═════ Provided records

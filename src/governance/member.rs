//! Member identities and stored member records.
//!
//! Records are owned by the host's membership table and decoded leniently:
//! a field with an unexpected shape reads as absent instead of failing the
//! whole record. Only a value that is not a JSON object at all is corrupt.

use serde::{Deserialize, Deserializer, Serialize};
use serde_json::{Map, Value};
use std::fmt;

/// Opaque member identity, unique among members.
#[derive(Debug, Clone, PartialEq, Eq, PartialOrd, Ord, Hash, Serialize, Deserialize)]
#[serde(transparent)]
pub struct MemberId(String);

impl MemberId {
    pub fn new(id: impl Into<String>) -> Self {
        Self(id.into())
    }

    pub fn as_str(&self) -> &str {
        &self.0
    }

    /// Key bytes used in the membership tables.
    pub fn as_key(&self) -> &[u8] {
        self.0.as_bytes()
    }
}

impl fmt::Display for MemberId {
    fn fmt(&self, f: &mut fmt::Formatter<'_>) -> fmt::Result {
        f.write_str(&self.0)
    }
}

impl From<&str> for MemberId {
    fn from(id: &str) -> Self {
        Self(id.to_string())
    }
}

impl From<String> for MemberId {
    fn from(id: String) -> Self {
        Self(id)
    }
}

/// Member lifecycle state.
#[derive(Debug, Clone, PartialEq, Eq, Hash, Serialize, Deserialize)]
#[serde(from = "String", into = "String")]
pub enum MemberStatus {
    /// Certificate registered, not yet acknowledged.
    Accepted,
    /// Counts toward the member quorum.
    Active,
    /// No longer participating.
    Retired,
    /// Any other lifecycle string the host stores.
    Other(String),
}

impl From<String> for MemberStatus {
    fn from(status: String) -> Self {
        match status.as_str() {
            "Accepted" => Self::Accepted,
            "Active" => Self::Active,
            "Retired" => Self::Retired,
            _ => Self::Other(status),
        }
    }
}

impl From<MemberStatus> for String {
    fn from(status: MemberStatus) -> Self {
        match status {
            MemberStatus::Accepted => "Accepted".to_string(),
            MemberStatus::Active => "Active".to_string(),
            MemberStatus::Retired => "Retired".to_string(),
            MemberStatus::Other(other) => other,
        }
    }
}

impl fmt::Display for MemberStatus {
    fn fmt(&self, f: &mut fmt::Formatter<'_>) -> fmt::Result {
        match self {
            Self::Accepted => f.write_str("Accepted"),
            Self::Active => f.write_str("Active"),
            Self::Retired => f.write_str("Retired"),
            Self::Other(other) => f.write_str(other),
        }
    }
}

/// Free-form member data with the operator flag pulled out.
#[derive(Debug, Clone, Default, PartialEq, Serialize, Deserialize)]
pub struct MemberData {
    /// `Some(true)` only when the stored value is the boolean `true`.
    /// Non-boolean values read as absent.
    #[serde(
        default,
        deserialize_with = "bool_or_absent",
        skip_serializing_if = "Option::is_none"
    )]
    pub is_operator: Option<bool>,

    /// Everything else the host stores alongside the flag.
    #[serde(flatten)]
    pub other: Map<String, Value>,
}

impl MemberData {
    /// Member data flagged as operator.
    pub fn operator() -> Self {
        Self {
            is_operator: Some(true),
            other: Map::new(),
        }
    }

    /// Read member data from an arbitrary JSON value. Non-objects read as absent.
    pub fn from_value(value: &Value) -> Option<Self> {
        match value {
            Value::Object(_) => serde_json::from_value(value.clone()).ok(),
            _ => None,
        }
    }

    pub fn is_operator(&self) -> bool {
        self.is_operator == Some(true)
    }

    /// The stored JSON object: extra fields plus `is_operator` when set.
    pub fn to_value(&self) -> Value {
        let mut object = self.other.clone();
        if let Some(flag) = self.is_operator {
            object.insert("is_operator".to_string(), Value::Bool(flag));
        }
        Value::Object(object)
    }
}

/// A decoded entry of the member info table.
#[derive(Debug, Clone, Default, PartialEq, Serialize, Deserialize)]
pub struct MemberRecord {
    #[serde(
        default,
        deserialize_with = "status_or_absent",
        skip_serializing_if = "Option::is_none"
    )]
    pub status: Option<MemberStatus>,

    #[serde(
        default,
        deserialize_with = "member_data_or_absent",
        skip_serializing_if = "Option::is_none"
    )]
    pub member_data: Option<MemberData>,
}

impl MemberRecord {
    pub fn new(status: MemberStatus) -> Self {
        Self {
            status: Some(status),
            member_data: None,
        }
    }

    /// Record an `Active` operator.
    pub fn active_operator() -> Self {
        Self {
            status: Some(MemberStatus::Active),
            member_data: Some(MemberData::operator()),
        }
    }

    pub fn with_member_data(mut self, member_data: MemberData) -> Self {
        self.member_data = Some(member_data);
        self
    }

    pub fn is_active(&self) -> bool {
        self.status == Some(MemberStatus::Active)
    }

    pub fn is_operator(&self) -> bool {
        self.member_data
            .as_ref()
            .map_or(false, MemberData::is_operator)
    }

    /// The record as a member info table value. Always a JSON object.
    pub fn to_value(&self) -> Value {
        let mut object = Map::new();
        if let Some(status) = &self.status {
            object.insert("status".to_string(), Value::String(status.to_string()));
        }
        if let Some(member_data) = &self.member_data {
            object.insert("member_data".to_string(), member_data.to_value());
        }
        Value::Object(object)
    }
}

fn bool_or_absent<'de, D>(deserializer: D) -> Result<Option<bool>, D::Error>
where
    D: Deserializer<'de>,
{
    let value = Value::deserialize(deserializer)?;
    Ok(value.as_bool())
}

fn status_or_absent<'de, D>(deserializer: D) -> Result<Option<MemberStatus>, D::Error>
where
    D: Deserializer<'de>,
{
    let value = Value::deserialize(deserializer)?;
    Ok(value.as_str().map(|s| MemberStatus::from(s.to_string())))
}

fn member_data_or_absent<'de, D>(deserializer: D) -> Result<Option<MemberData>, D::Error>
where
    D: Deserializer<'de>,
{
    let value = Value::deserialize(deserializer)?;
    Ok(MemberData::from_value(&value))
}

══════════

### What to produce
Write out each line of the data that holds the string "when".

### Answer to this exercise
    /// `Some(true)` only when the stored value is the boolean `true`.
    /// The stored JSON object: extra fields plus `is_operator` when set.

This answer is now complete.